Un vapor de pogos cubre las gradas del Orfeo. Termina de sonar Malón, banda que sabe bastante de thrash metal. Va por el Doctorado Honoris Causa. Hay remeras verdes, anaranjadas y fucsias. En serio. En una ribera alta del mar negro, se ve algo verde, algo anaranjado a pocos metros, y un fucsia opaco, pero fucsia. A dos filas, una camisa blanca con rayitas azules. Aplauso para el señor de camisa blanca con rayitas azules que acompañó a sus dos hijos adolescentes, con remeras amarillas… Mentira, negrísimas.
Línea de 3 micrófonos casi al borde del escenario. Suena prueba final de batería. Mamita. Suena prueba final de bajo. Abuelita. Suena prueba final de guitarra. Nonita que en paz descanses. Listas de temas pegadas al piso, fans de todas las edades pegados a la baranda. Algunos, muy simpáticos, giran y cantan a los plateístas: «Los de arriba son, todos puros. Los de arriba son, todos puros.» Puros o algo así. La pantalla central muestra a los Megadeth en un camerino, a punto de salir a la acción. Mustaine de camisa blanca y muñequeras al tono. Griterío incandescente que funde a negro. Junto a dos pantallas laterales al trono de la batería, la pantalla central arroja imágenes de interferencia, de circuitos electrificados al borde de la explosión. Se viene Megadeth.
Aparece Shawn Drover redoblando la intro de la noche, luego David Ellefson (bajo histórico); luego Chris Broderick. Por fin el viejo Dave, montado en el riff de «Trust». Las pantallas bombardean imágenes. El estribillo se come miles de gargantas. De «Rust in Peace», «Hangar 18»: primer sueño cumplido para varios. «She Wolf», con coro masivo a los arreglos de guitarra del final, da paso a los primeros arpegios de «A Tout Le Monde». Para decirlo fácil: todo es una tremenda locura. Siguen «Whose life (is this anyway?)» y «Public Enemy» de «TH1RT3EN», último disco editado hace pocos meses. Gran actuación del chimpancé en el clip que acompaña uno de los nuevos clásicos de Megadeth.

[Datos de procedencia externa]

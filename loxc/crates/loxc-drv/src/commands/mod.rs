//! Command modules for the loxc driver.
//!
//! Each subcommand is implemented in its own file behind the [`traits::Command`]
//! trait.

pub mod traits;

pub mod tokenize;

// Re-export command types and functions
pub use tokenize::{run_tokenize, OutputFormat, ScanStatus, TokenizeArgs};
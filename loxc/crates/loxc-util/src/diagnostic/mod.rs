//! Diagnostic module - Error reporting infrastructure.
//!
//! Phases report problems into a [`Handler`] instead of returning early; the
//! caller inspects the handler once the phase has finished.
//!
//! # Examples
//!
//! ```
//! use loxc_util::diagnostic::{DiagnosticBuilder, DiagnosticCode, Handler, Span};
//!
//! let handler = Handler::new();
//! DiagnosticBuilder::error("Unexpected character: $")
//!     .code(DiagnosticCode::E_LEXER_UNEXPECTED_CHAR)
//!     .span(Span::new(3, 4, 1, 4))
//!     .emit(&handler);
//!
//! if handler.has_errors() {
//!     for diag in handler.diagnostics() {
//!         eprintln!("{}", diag);
//!     }
//! }
//! ```

mod builder;
mod codes;

pub use builder::DiagnosticBuilder;
pub use codes::DiagnosticCode;

pub use crate::Span;
use serde::Serialize;
use std::cell::RefCell;
use std::fmt;

/// A lexical error with its location
///
/// The `Display` form is the one-line report printed to standard error:
/// `[line <N>] Error: <message>.`
///
/// # Examples
///
/// ```
/// use loxc_util::diagnostic::{Diagnostic, Span};
///
/// let diag = Diagnostic::error("Invalid number", Span::new(0, 3, 7, 1));
/// assert_eq!(diag.to_string(), "[line 7] Error: Invalid number.");
/// ```
#[derive(Clone, Debug, PartialEq, Serialize)]
pub struct Diagnostic {
    /// Main diagnostic message
    pub message: String,
    /// Source location
    pub span: Span,
    /// Optional diagnostic code
    pub code: Option<DiagnosticCode>,
}

impl Diagnostic {
    /// Create an error diagnostic
    pub fn error(message: impl Into<String>, span: Span) -> Self {
        Self {
            message: message.into(),
            span,
            code: None,
        }
    }

    /// Set the diagnostic code
    pub fn with_code(mut self, code: DiagnosticCode) -> Self {
        self.code = Some(code);
        self
    }

    /// Line the diagnostic points at (1-based).
    pub fn line(&self) -> u32 {
        self.span.line
    }
}

impl fmt::Display for Diagnostic {
    fn fmt(&self, f: &mut fmt::Formatter<'_>) -> fmt::Result {
        write!(f, "[line {}] Error: {}.", self.span.line, self.message)
    }
}

/// Handler for collecting and reporting diagnostics
///
/// The `Handler` collects diagnostics in the order they are emitted and
/// answers the one question callers usually have: did anything fail?
///
/// # Examples
///
/// ```
/// use loxc_util::diagnostic::{Diagnostic, Handler, Span};
///
/// let handler = Handler::new();
/// handler.emit_diagnostic(Diagnostic::error("Unterminated string", Span::new(0, 4, 1, 1)));
///
/// assert!(handler.has_errors());
/// assert_eq!(handler.error_count(), 1);
/// ```
pub struct Handler {
    /// Collected diagnostics
    diagnostics: RefCell<Vec<Diagnostic>>,
}

impl Handler {
    /// Create a new handler
    pub fn new() -> Self {
        Self {
            diagnostics: RefCell::new(Vec::new()),
        }
    }

    /// Emit a pre-built diagnostic
    pub fn emit_diagnostic(&self, diagnostic: Diagnostic) {
        self.diagnostics.borrow_mut().push(diagnostic);
    }

    /// Check if any errors have been reported
    pub fn has_errors(&self) -> bool {
        !self.diagnostics.borrow().is_empty()
    }

    /// Get the number of errors
    pub fn error_count(&self) -> usize {
        self.diagnostics.borrow().len()
    }

    /// Get all diagnostics in emission order
    pub fn diagnostics(&self) -> Vec<Diagnostic> {
        self.diagnostics.borrow().clone()
    }

    /// Move the diagnostics out, leaving the handler empty.
    pub fn take_diagnostics(&self) -> Vec<Diagnostic> {
        std::mem::take(&mut *self.diagnostics.borrow_mut())
    }
}

impl Default for Handler {
    fn default() -> Self {
        Self::new()
    }
}
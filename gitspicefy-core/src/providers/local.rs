use async_trait::async_trait;

use crate::analyze::analyze_repository;
use crate::contract::{GitHubFile, ReadmeProvider, RepositoryInfo};
use crate::error::ProviderError;
use crate::readme_config::ReadmeConfig;
use crate::template::render_readme;

/// Analyzer plus template engine. No model is invoked and it never fails.
#[derive(Debug, Default, Clone, Copy)]
pub struct LocalProvider;

#[async_trait]
impl ReadmeProvider for LocalProvider {
    fn name(&self) -> &'static str {
        "local"
    }

    async fn generate_readme(
        &self,
        info: &RepositoryInfo,
        files: &[GitHubFile],
        config: &ReadmeConfig,
    ) -> Result<String, ProviderError> {
        let analysis = analyze_repository(info, files);
        Ok(render_readme(info, &analysis, config))
    }
}
/// Theme table in priority order: on equal match counts the earlier theme is kept.
const THEMES: &[(&str, &[&str], LogoDesign)] = &[
    (
        "tech",
        &["api", "code", "dev", "tech", "software", "app", "web", "digital", "cyber", "data", "ai", "ml", "bot"],
        design(LogoStyle::Tech, "#4F46E5", "#7C3AED"),
    ),
    (
        "creative",
        &["design", "art", "creative", "studio", "media", "graphics", "visual", "ui", "ux", "brand"],
        design(LogoStyle::Creative, "#FF6B6B", "#4ECDC4"),
    ),
    (
        "business",
        &["business", "enterprise", "corporate", "finance", "commerce", "trade", "market", "sales"],
        design(LogoStyle::Minimal, "#2C3E50", "#3498DB"),
    ),
    (
        "gaming",
        &["game", "gaming", "play", "arcade", "quest", "adventure", "rpg", "strategy"],
        design(LogoStyle::Gradient, "#9B59B6", "#E74C3C"),
    ),
    (
        "social",
        &["social", "chat", "community", "network", "connect", "share", "friend", "message"],
        design(LogoStyle::Creative, "#3B82F6", "#10B981"),
    ),
    (
        "education",
        &["learn", "education", "school", "course", "tutorial", "study", "knowledge", "teach"],
        design(LogoStyle::Modern, "#F59E0B", "#EF4444"),
    ),
    (
        "health",
        &["health", "medical", "fitness", "wellness", "care", "doctor", "hospital", "medicine"],
        design(LogoStyle::Minimal, "#10B981", "#06B6D4"),
    ),
    (
        "finance",
        &["finance", "bank", "money", "payment", "wallet", "crypto", "coin", "invest"],
        design(LogoStyle::Tech, "#059669", "#1F2937"),
    ),
    (
        "ecommerce",
        &["shop", "store", "cart", "buy", "sell", "market", "commerce", "retail"],
        design(LogoStyle::Gradient, "#F59E0B", "#EF4444"),
    ),
    (
        "productivity",
        &["task", "todo", "manage", "organize", "plan", "schedule", "productivity", "work"],
        design(LogoStyle::Modern, "#6366F1", "#8B5CF6"),
    ),
];

/// Exact name words that force a design regardless of theme or project type.
const NAME_OVERRIDES: &[(&[&str], LogoDesign)] = &[
    (&["chat", "message", "talk"], design(LogoStyle::Creative, "#10B981", "#3B82F6")),
    (&["dashboard", "admin", "panel"], design(LogoStyle::Minimal, "#1F2937", "#6B7280")),
    (&["blog", "news", "article"], design(LogoStyle::Modern, "#F59E0B", "#EF4444")),
    (&["music", "audio", "sound"], design(LogoStyle::Gradient, "#8B5CF6", "#EC4899")),
    (&["photo", "image", "gallery"], design(LogoStyle::Creative, "#06B6D4", "#8B5CF6")),
];

const ICONS: &[(&[&str], &str)] = &[
    (
        &["chat", "message", "talk"],
        r#"<path d="M8 12l-4-4 4-4m8 8l4-4-4-4" stroke="white" stroke-width="2" fill="none"/><circle cx="15" cy="8" r="2" fill="white"/>"#,
    ),
    (
        &["dashboard", "admin", "panel"],
        r#"<rect x="2" y="2" width="6" height="6" fill="white" rx="1"/><rect x="10" y="2" width="6" height="6" fill="white" rx="1"/><rect x="2" y="10" width="6" height="6" fill="white" rx="1"/><rect x="10" y="10" width="6" height="6" fill="white" rx="1"/>"#,
    ),
    (
        &["blog", "news", "article"],
        r##"<rect x="3" y="2" width="12" height="16" fill="white" rx="2"/><line x1="6" y1="6" x2="12" y2="6" stroke="#333" stroke-width="1"/><line x1="6" y1="9" x2="14" y2="9" stroke="#333" stroke-width="1"/><line x1="6" y1="12" x2="11" y2="12" stroke="#333" stroke-width="1"/>"##,
    ),
    (
        &["music", "audio", "sound"],
        r##"<circle cx="9" cy="9" r="7" fill="white"/><circle cx="9" cy="9" r="3" fill="#333"/><path d="M15 6.5v8a2.5 2.5 0 0 1-2.5 2.5" stroke="#333" stroke-width="1.5" fill="none"/>"##,
    ),
    (
        &["photo", "image", "gallery"],
        r##"<rect x="2" y="3" width="14" height="12" fill="white" rx="2"/><circle cx="8.5" cy="8.5" r="2.5" fill="#333"/><path d="M14.5 14L12 11.5 8.5 15 6 12.5 2.5 16" stroke="#333" stroke-width="1" fill="none"/>"##,
    ),
    (
        &["shop", "store", "cart", "buy"],
        r##"<path d="M6 2L3 6v14a2 2 0 0 0 2 2h10a2 2 0 0 0 2-2V6l-3-4z" fill="white"/><line x1="3" y1="6" x2="17" y2="6" stroke="#333" stroke-width="1"/><path d="M8 10v4" stroke="#333" stroke-width="1"/><path d="M12 10v4" stroke="#333" stroke-width="1"/>"##,
    ),
    (
        &["task", "todo", "manage"],
        r##"<rect x="3" y="2" width="12" height="16" fill="white" rx="2"/><path d="M7 10l2 2 4-4" stroke="#333" stroke-width="1.5" fill="none"/><line x1="6" y1="6" x2="12" y2="6" stroke="#333" stroke-width="1"/><line x1="6" y1="14" x2="10" y2="14" stroke="#333" stroke-width="1"/>"##,
    ),
    (
        &["api", "code", "dev"],
        r#"<path d="M16 18l6-6-6-6" stroke="white" stroke-width="2" fill="none"/><path d="M8 6l-6 6 6 6" stroke="white" stroke-width="2" fill="none"/>"#,
    ),
    (
        &["game", "play", "arcade"],
        r##"<rect x="2" y="6" width="16" height="8" fill="white" rx="3"/><circle cx="6" cy="10" r="1.5" fill="#333"/><circle cx="14" cy="8" r="1" fill="#333"/><circle cx="16" cy="10" r="1" fill="#333"/>"##,
    ),
];

fn split_words(s: &str) -> impl Iterator<Item = &str> {
    s.split(|c: char| c.is_whitespace() || c == '-' || c == '_')
        .filter(|w| !w.is_empty())
}

/// Uppercased first letters of the first two words of `name`.
pub fn initials(name: &str) -> String {
    split_words(name)
        .take(2)
        .filter_map(|w| w.chars().next())
        .flat_map(char::to_uppercase)
        .collect()
}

Silogismo atormentado: desde pantallas HD, las imágenes realzan cualquier recital. Megadeth tiene pantallas HD en su recital. Luego, las imágenes llevan al recital de Megadeth al centro de la tierra, donde Mustaine empuja los engranajes a fuerza de riffs que no puede tocar con esa displicencia, aunque pueda, casi como diciendo «mirá cómo puedo, tirame un helado de tres bochas y me lo tomo mientras toco y no me mancho la camisa blanca.»
Así termina el primer tiempo. El intermezzo dura lo que tarda un cambio de guitarra y el primer saludo al público, iluminado por los reflectores y sacudido por el anuncio más esperado de la noche, el que abre la celebración de los veinte años de «Countdown to Extinction». Suenan, ordenadas como en el disco, las once obras maestras. Más allá del viejo y querido «¡Megadeth! ¡Megadeth! ¡Aguante Megadeth!» que acompaña a «Symphony of Destruction»; más allá de «Sweating Bullets» y de «Psychotron» (bueno, más allá de, lo dicho, todas las obras maestras del disco), las dos últimas, «Captive Honour» y «Ashes in your mouth», llevan el nivel de interpretación de las guitarras al punto culminante de la noche.
Comienzo del alargue, con Mustaine visiblemente contento ante el hervidero de cánticos en su honor, cumpla feliz incluido. Con lo que queda de cuello después de continuos revoleos, suena «Peace sells». En medio de la vorágine, dos círculos enormes se entrelazan en la pista y arden en pogos que, desde arriba, generan una mezcla de envidia y nostalgia incalculables…
En el final, celebrando el comentario sobre el descubrimiento de una nueva razón para seguir viniendo a la Argentina, y para irnos a descansar en paz, suena «Holy Wars».
Púas, baquetas y muñequeras a la muchachada. Aplauso recíproco.
Fin. Regreso a casa con el cuerpo listo para meter los dedos en un enchufe y darle luz a todo el barrio.